Bug 7768 - Possibility to set node priority for IP takeover/failback
Summary: Possibility to set node priority for IP takeover/failback
Status: NEW
Alias: None
Product: CTDB 2.5.x or older
Classification: Unclassified
Component: ctdb (show other bugs)
Version: unspecified
Hardware: All Linux
: P3 enhancement
Target Milestone: ---
Assignee: Michael Adam
QA Contact: Samba QA Contact
URL:
Keywords:
Depends on:
Blocks:
 
Reported: 2010-11-01 15:38 UTC by Michal Strnad
Modified: 2011-06-24 07:07 UTC (History)
3 users (show)

See Also:


Attachments

Note You need to log in before you can comment on or make changes to this bug.
Description Michal Strnad 2010-11-01 15:38:18 UTC
Hello all,

I would like to introduce one nice-to-have option for CTDB which would allow to configure node priorities for IP takeover in case of some cluster node fails.

In our scenario we have 4 nodes in a GPFS cluster geographically spread in two locations.
Two of these nodes (one in every location) are more powerful thus expected to be "primary" nodes serving clients with pair of public IP addresses.
The other two nodes serve as a "backup" nodes. They are members of underlying GPFS cluster which do some maintenance tasks (backups, ILM migrations etc.) and should be able to take over the CTDB public addresses only in case both the primary nodes failed. In case only one of the primary nodes failed, it's IP address should rather be moved to the other primary than to any of the secondary nodes. As far as I know, there's no clear way to achieve such behavior now.
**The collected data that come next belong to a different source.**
// FilePress - Content-aware file compression
// Copyright (C) 2025 FilePress Contributors
//
// This program is free software: you can redistribute it and/or modify
// it under the terms of the GNU Affero General Public License as published
// by the Free Software Foundation, either version 3 of the License, or
// (at your option) any later version.
//
// This program is distributed in the hope that it will be useful,
// but WITHOUT ANY WARRANTY; without even the implied warranty of
// MERCHANTABILITY or FITNESS FOR A PARTICULAR PURPOSE. See the
// GNU Affero General Public License for more details.


//! FilePress HTTP service
//!
//! Accepts multipart uploads, runs them through the compression dispatcher
//! and streams back the result under the original type and file name.
//!
//! # Endpoints
//!
//! - `POST /api/compress`: fields `file` (required) and `mode` (`quality` or `max`)
//! - `GET /api/estimate?name=&type=&size=`: expected output sizes
//! - `GET /api/transcoder`: probe the configured `ffmpeg`
//! - `GET /health`: liveness

pub mod error;
pub mod handlers;
pub mod security;
pub mod state;

pub use error::ApiError;
pub use state::AppState;

use axum::{
    extract::DefaultBodyLimit,
    middleware,
    routing::{get, post},
    Router,
};
use std::sync::Arc;
use tower::ServiceBuilder;
use tower_http::limit::RequestBodyLimitLayer;
use tower_http::trace::TraceLayer;

/// Create the axum router with all endpoints
pub fn create_router(state: Arc<AppState>) -> Router {
    let body_limit = usize::try_from(state.max_upload_bytes).unwrap_or(usize::MAX);

    Router::new()
        .route("/api/compress", post(handlers::compress))
        .route("/api/estimate", get(handlers::estimate_size))
        .route("/api/transcoder", get(handlers::transcoder_status))
        .route("/health", get(handlers::health))
        // The configured limit replaces axum's 2 MB default
        .layer(DefaultBodyLimit::disable())
        .layer(
            ServiceBuilder::new()
                .layer(TraceLayer::new_for_http())
                .layer(middleware::from_fn(security::security_headers_middleware))
                .layer(middleware::from_fn_with_state(
                    Arc::clone(&state),
                    security::upload_limit_middleware,
                ))
                .layer(RequestBodyLimitLayer::new(body_limit)),
        )
        .with_state(state)
}
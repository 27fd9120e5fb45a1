// FilePress - Content-aware file compression
// Copyright (C) 2025 FilePress Contributors
//
// This program is free software: you can redistribute it and/or modify
// it under the terms of the GNU Affero General Public License as published
// by the Free Software Foundation, either version 3 of the License, or
// (at your option) any later version.
//
// This program is distributed in the hope that it will be useful,
// but WITHOUT ANY WARRANTY; without even the implied warranty of
// MERCHANTABILITY or FITNESS FOR A PARTICULAR PURPOSE. See the
// GNU Affero General Public License for more details.


//! # FilePress Test Utilities
//!
//! Shared test utilities for FilePress crates providing:
//! - CLI command helpers for testing the `filepress` binary
//! - Generated image and text fixtures
//! - A stub transcoder script so audio/video paths run without `ffmpeg`

pub mod cli;
pub mod fixtures;
#[cfg(unix)]
pub mod transcoder;

// Re-export commonly used items at crate root
pub use cli::{filepress, FilepressCommand};
pub use fixtures::TestFixtures;
#[cfg(unix)]
pub use transcoder::{StubBehavior, StubTranscoder};

/// Number of `filepress-*` temp files left in `dir`
pub fn leftover_temp_files(dir: &std::path::Path) -> usize {
    std::fs::read_dir(dir)
        .map(|entries| {
            entries
                .flatten()
                .filter(|e| e.file_name().to_string_lossy().starts_with("filepress-"))
                .count()
        })
        .unwrap_or(0)
}
// FilePress - Content-aware file compression
// Copyright (C) 2025 FilePress Contributors
//
// This program is free software: you can redistribute it and/or modify
// it under the terms of the GNU Affero General Public License as published
// by the Free Software Foundation, either version 3 of the License, or
// (at your option) any later version.
//
// This program is distributed in the hope that it will be useful,
// but WITHOUT ANY WARRANTY; without even the implied warranty of
// MERCHANTABILITY or FITNESS FOR A PARTICULAR PURPOSE. See the
// GNU Affero General Public License for more details.


//! Stub transcoder for tests.
//!
//! Writes a small `sh` script that accepts the same command line the real
//! transcoder gets (`... -i <input> <options> <output>`) and answers
//! `-version`. Every invocation's arguments are appended to a log file.

use std::fs;
use std::os::unix::fs::PermissionsExt;
use std::path::{Path, PathBuf};
use tempfile::TempDir;

/// What the stub does when asked to transcode
#[derive(Debug, Clone, Copy, PartialEq, Eq)]
pub enum StubBehavior {
    /// Copy the input to the output and exit 0
    Copy,
    /// Write a message to stderr and exit 1
    Fail,
    /// Leave the output empty and exit 0
    Empty,
    /// Sleep for the given number of seconds, then copy
    Sleep(u32),
}

impl StubBehavior {
    fn action(self) -> String {
        match self {
            StubBehavior::Copy => r#"cp "$in" "$out""#.to_string(),
            StubBehavior::Fail => {
                r#"echo "$in: Invalid data found when processing input" >&2; exit 1"#.to_string()
            }
            StubBehavior::Empty => r#": > "$out""#.to_string(),
            StubBehavior::Sleep(secs) => format!(r#"sleep {}; cp "$in" "$out""#, secs),
        }
    }
}

/// A stub transcoder script living in its own temp directory
pub struct StubTranscoder {
    dir: TempDir,
    script: PathBuf,
    log: PathBuf,
}

impl StubTranscoder {
    /// Write a stub with the given behavior.
    pub fn new(behavior: StubBehavior) -> Self {
        let dir = TempDir::new().expect("stub dir created");
        let script = dir.path().join("fake-ffmpeg");
        let log = dir.path().join("invocations.log");

        let body = format!(
            r#"#!/bin/sh
echo "$*" >> "{log}"
if [ "$1" = "-version" ]; then
  echo "ffmpeg version 6.1-stub Copyright (c) FilePress tests"
  echo "built for tests"
  exit 0
fi
in=""
out=""
prev=""
for arg in "$@"; do
  if [ "$prev" = "-i" ]; then in="$arg"; fi
  prev="$arg"
  out="$arg"
done
{action}
"#,
            log = log.display(),
            action = behavior.action(),
        );

        fs::write(&script, body).expect("stub script written");
        fs::set_permissions(&script, fs::Permissions::from_mode(0o755))
            .expect("stub script made executable");

        Self { dir, script, log }
    }

    /// Path to pass as the transcoder binary.
    pub fn path(&self) -> &Path {
        &self.script
    }

    /// Directory holding the script; safe to use as a scratch dir.
    pub fn dir(&self) -> &Path {
        self.dir.path()
    }

    /// Argument lines of every invocation so far.
    pub fn invocations(&self) -> Vec<String> {
        fs::read_to_string(&self.log)
            .map(|s| s.lines().map(str::to_string).collect())
            .unwrap_or_default()
    }
}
The above mentioned could be relatively easily implemented using some weight/priority factor specified in the /etc/ctdb/nodes file or elsewhere which would be taken into account during the recovery.
Comment 1 Michal Strnad 2010-11-02 00:54:47 UTC
Other option would be to specify a list of cluster nodes the IP address can reside on (in order of preference) in the /etc/ctdb/Public_addresses.
Comment 2 Luk Claes (dead mail address) 2011-05-13 21:33:02 UTC
You can list more public addresses for nodes that are more powerful, the drawback is obviously that not all the public addresses would be taken over in the case that the powerful nodes all fail though.

So for instance:

the powerful nodes' /etc/ctdb/public_addresses:
10.0.0.1 eth0
10.0.0.2 eth0
10.0.0.3 eth0
10.0.0.4 eth0

the "backup" nodes' /etc/ctdb/public_addresses:
10.0.0.1 eth0
10.0.0.2 eth0
Comment 3 Michal Strnad 2011-05-14 06:20:51 UTC
(In reply to comment #2)
> You can list more public addresses for nodes that are more powerful, the
> drawback is obviously that not all the public addresses would be taken over in
> the case that the powerful nodes all fail though.
> 
> So for instance:
> 
> the powerful nodes' /etc/ctdb/public_addresses:
> 10.0.0.1 eth0
> 10.0.0.2 eth0
> 10.0.0.3 eth0
> 10.0.0.4 eth0
> 
> the "backup" nodes' /etc/ctdb/public_addresses:
> 10.0.0.1 eth0
> 10.0.0.2 eth0

That would help to spread the load according to the nodes' performace, but does not solve the problem as we want to avoid clients using the "backup" nodes as long as there are some "primary" nodes available.

As a workaround we start the "backup nodes in disabled state and are working on a monitor script which will check the health of both primary nodes and enable the nodes in case "primary" nodes become unhealthy.